_Task prompt_: Find the string "models" in the records. Copy each line that has it.

_Data to examine_:

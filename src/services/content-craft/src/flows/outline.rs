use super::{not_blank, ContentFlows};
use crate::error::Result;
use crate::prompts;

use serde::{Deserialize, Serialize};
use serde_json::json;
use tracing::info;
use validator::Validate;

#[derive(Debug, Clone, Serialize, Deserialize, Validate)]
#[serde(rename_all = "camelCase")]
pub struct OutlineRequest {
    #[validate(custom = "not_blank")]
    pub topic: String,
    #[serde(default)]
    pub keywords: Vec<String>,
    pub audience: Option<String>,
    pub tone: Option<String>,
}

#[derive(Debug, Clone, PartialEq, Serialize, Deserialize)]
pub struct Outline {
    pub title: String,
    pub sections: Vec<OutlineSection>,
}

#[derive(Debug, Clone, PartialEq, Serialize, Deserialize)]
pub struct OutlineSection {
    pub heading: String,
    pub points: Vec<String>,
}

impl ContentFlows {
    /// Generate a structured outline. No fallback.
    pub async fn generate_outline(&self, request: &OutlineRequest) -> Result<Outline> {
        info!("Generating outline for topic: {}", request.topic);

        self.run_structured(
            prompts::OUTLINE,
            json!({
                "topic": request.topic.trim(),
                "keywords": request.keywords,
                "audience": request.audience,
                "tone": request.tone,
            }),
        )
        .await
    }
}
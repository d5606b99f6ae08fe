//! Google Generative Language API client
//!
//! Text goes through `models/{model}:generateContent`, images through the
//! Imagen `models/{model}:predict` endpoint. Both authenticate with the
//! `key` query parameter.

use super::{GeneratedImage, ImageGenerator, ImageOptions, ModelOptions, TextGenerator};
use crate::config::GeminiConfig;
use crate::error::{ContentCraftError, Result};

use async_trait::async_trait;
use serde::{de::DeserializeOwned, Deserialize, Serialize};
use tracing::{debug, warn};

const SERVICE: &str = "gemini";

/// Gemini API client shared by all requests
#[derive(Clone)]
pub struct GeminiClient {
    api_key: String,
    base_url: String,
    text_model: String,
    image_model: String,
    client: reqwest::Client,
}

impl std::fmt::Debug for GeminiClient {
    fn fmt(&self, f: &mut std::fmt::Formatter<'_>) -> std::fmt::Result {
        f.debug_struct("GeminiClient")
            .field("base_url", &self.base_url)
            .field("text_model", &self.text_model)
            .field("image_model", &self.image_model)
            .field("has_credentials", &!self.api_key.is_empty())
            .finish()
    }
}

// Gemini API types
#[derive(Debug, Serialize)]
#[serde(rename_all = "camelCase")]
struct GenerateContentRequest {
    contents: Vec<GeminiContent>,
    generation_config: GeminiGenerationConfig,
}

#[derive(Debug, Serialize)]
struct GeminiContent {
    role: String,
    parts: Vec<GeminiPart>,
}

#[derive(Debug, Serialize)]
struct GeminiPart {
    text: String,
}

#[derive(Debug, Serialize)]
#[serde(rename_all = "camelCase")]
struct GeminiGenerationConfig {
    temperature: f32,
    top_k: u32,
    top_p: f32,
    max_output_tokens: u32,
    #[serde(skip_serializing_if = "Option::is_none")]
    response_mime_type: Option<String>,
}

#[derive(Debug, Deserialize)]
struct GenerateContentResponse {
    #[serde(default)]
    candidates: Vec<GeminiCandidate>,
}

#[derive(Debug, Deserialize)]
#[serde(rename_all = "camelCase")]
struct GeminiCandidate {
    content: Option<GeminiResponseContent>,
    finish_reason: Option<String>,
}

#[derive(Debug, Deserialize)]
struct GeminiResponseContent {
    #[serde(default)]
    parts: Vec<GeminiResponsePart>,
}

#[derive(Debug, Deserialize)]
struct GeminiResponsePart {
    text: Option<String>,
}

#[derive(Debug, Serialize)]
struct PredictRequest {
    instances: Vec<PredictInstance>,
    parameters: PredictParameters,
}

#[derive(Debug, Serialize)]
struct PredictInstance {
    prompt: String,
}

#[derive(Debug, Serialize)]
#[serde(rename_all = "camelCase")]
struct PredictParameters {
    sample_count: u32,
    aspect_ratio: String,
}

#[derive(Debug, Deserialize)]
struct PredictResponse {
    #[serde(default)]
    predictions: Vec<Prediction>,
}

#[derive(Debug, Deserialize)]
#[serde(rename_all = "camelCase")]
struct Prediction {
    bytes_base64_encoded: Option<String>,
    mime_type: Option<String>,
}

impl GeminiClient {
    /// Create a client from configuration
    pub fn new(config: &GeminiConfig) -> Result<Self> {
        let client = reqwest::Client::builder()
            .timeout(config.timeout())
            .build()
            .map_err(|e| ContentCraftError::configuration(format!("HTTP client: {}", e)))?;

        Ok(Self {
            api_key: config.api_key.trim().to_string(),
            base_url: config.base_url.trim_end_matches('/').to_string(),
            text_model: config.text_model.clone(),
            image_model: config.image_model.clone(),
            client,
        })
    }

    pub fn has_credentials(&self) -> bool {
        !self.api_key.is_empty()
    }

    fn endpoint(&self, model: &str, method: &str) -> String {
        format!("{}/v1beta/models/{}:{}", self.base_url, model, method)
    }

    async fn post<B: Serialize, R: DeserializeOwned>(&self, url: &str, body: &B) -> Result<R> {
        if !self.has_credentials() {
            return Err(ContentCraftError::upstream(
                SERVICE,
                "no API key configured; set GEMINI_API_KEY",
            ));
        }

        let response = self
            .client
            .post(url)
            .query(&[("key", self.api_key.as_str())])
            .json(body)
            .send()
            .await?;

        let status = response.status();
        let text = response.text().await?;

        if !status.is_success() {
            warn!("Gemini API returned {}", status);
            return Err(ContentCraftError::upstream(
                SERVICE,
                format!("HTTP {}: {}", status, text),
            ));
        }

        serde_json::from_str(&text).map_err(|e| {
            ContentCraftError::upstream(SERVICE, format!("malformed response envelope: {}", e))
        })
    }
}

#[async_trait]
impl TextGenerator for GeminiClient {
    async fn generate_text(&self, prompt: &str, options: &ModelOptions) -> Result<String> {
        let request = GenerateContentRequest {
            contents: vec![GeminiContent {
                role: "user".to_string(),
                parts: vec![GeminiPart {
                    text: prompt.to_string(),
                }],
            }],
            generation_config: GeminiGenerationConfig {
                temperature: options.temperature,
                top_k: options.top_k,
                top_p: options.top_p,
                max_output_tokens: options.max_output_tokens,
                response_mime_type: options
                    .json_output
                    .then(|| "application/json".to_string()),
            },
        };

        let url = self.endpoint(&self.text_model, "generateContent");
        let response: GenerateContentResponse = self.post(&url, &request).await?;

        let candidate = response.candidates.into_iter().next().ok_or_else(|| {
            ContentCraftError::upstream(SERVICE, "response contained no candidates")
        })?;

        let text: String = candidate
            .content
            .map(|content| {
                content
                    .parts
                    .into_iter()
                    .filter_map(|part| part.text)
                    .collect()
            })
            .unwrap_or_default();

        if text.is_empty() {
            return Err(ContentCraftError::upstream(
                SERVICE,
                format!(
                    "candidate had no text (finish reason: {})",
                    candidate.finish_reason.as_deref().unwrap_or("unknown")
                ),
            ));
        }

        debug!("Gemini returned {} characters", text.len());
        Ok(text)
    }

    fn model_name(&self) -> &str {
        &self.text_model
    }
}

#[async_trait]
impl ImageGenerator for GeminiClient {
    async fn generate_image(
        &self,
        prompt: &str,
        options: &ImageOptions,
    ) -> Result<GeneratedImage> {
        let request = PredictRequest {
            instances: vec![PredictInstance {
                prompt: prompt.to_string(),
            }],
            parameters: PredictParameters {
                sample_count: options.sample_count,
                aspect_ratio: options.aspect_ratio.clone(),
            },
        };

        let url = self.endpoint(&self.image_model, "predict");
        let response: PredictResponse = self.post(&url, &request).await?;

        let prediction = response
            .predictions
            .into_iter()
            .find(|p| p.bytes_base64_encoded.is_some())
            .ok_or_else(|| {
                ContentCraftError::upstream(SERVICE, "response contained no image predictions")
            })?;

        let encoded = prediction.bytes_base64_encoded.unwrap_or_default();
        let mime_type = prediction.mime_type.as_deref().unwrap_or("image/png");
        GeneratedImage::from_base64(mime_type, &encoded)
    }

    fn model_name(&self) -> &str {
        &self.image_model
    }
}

_Solved exercise_:
//! Text goes through `models/{model}:generateContent`, images through the
//! Imagen `models/{model}:predict` endpoint. Both authenticate with the
        format!("{}/v1beta/models/{}:{}", self.base_url, model, method)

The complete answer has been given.